In the letter, CSBS expresses concern that the new reporting requirements proposed by the Bureau would impose a disproportionate cost burden on community banks. To reduce this burden, CSBS asks the Bureau to consider a tiered approach to deciding which financial institutions must report HMDA data.

“The proposed attempt to create a one-size-fits-all threshold fails to take into account the relationship lending business model of small depository lenders,” said CSBS President and CEO John W. Ryan in the comment letter. “The Bureau should carefully consider whether the increased compliance burden resulting from the proposed reporting requirements could lead to a restriction of credit for consumers who are served by community banks.”

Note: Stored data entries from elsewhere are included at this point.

//! Durable pending-transaction queue.
//!
//! The queue is the sole source of truth for "not yet synced" records. All
//! mutations run behind one async mutex, so a submission's `append` can never
//! interleave with a sweep's read-modify-write and lose an update. The sweeper
//! finishes through `reconcile`, which merges its results against the current
//! stored list instead of overwriting it, so records appended while remote
//! attempts were in flight survive.

use std::collections::{HashMap, HashSet};

use tokio::sync::Mutex;
use tracing::{debug, info, warn};

use super::store::{QueueStore, QueuedRecord, StorageError};

/// Storage key for the pending queue
pub const PENDING_QUEUE_KEY: &str = "pending_transactions";
/// Storage key for records removed from active retry
pub const DEAD_LETTER_KEY: &str = "dead_letter_transactions";

/// Result of a reconciliation write
#[derive(Debug, Clone, Copy, Default, PartialEq, Eq)]
pub struct ReconcileOutcome {
    /// Records confirmed on the remote service and dropped from the queue.
    pub synced: usize,
    /// Records still pending after the write.
    pub remaining: usize,
    /// Records moved to the dead-letter store this pass.
    pub dead_lettered: usize,
}

/// Persistent, insertion-ordered queue of records awaiting sync
pub struct DurableQueue {
    store: Box<dyn QueueStore>,
    // Single-writer discipline over every read-modify-write below.
    lock: Mutex<()>,
}

impl DurableQueue {
    pub fn new(store: Box<dyn QueueStore>) -> Self {
        Self {
            store,
            lock: Mutex::new(()),
        }
    }

    /// Append one record to the pending queue.
    ///
    /// Appending an id that is already queued is a no-op, keeping the
    /// per-queue uniqueness invariant and the "exactly once" fallback
    /// guarantee.
    pub async fn append(&self, entry: QueuedRecord) -> Result<(), StorageError> {
        let _guard = self.lock.lock().await;

        let mut records = self.store.load(PENDING_QUEUE_KEY).await?;
        if records
            .iter()
            .any(|existing| existing.record.transaction_id == entry.record.transaction_id)
        {
            warn!(
                "Transaction {} is already queued, skipping duplicate append",
                entry.record.transaction_id
            );
            return Ok(());
        }

        info!(
            "Queued transaction {} locally for later sync",
            entry.record.transaction_id
        );
        records.push(entry);
        self.store.save(PENDING_QUEUE_KEY, &records).await
    }

    /// Read the pending queue in insertion order
    pub async fn read_all(&self) -> Result<Vec<QueuedRecord>, StorageError> {
        let _guard = self.lock.lock().await;
        self.store.load(PENDING_QUEUE_KEY).await
    }

    /// Overwrite the pending queue wholesale
    pub async fn replace_all(&self, records: Vec<QueuedRecord>) -> Result<(), StorageError> {
        let _guard = self.lock.lock().await;
        self.store.save(PENDING_QUEUE_KEY, &records).await
    }

    /// Read the dead-letter store, for operator inspection
    pub async fn read_dead_letters(&self) -> Result<Vec<QueuedRecord>, StorageError> {
        let _guard = self.lock.lock().await;
        self.store.load(DEAD_LETTER_KEY).await
    }

    /// Fold sweep results back into the queue under a single lock.
    ///
    /// Walks the currently stored list in order: synced ids are dropped,
    /// attempted-and-failed entries are replaced with their updated
    /// bookkeeping (or diverted to the dead-letter store once `attempts`
    /// reaches `retry_budget`), and entries the sweep never saw, because they
    /// were appended while it was running, are kept untouched.
    pub async fn reconcile(
        &self,
        synced: &HashSet<String>,
        mut failed: HashMap<String, QueuedRecord>,
        retry_budget: u32,
    ) -> Result<ReconcileOutcome, StorageError> {
        let _guard = self.lock.lock().await;

        let current = self.store.load(PENDING_QUEUE_KEY).await?;
        let mut residual = Vec::new();
        let mut dead = Vec::new();
        let mut synced_count = 0;

        for entry in current {
            let id = &entry.record.transaction_id;
            if synced.contains(id) {
                synced_count += 1;
                continue;
            }
            match failed.remove(id) {
                Some(updated) if updated.attempts >= retry_budget => {
                    warn!(
                        "Transaction {} failed {} attempts, moving to dead-letter store",
                        id, updated.attempts
                    );
                    dead.push(updated);
                }
                Some(updated) => residual.push(updated),
                // Appended after the sweep read the queue; keep as-is.
                None => residual.push(entry),
            }
        }

        let outcome = ReconcileOutcome {
            synced: synced_count,
            remaining: residual.len(),
            dead_lettered: dead.len(),
        };

        if !dead.is_empty() {
            let mut dead_letters = self.store.load(DEAD_LETTER_KEY).await?;
            // An interrupted reconcile can leave a record in both stores; the
            // same uniqueness guard as append keeps the re-divert from
            // duplicating it here.
            for entry in dead {
                if dead_letters
                    .iter()
                    .any(|existing| existing.record.transaction_id == entry.record.transaction_id)
                {
                    warn!(
                        "Transaction {} is already dead-lettered, skipping duplicate",
                        entry.record.transaction_id
                    );
                    continue;
                }
                dead_letters.push(entry);
            }
            self.store.save(DEAD_LETTER_KEY, &dead_letters).await?;
        }

        self.store.save(PENDING_QUEUE_KEY, &residual).await?;
        debug!(
            "Reconciled queue: {} synced, {} remaining, {} dead-lettered",
            outcome.synced, outcome.remaining, outcome.dead_lettered
        );
        Ok(outcome)
    }
}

In addition, CSBS asks the Bureau to make the HMDA data collection process more transparent. To achieve this, CSBS urges the Bureau to release its model for analyzing HMDA data and encourages other federal agencies to do the same. As part of this increased transparency, CSBS also calls on the Bureau to provide more clarity on what will cause an enforcement action and provide a precise definition of what constitutes an error in HMDA reporting.

CSBS also encourages the Bureau to consider using the Nationwide Multi-State Licensing System (NMLS) when establishing identification numbers for HMDA reporters, as the NMLS system already gathers data on these institutions and provides them a unique identifier (NMLS ID). State regulators see this as a critical opportunity to relieve small banks and mortgage companies from additional cost or burden from new reporting requirements.

The full letter sent to the CFPB by CSBS is available here.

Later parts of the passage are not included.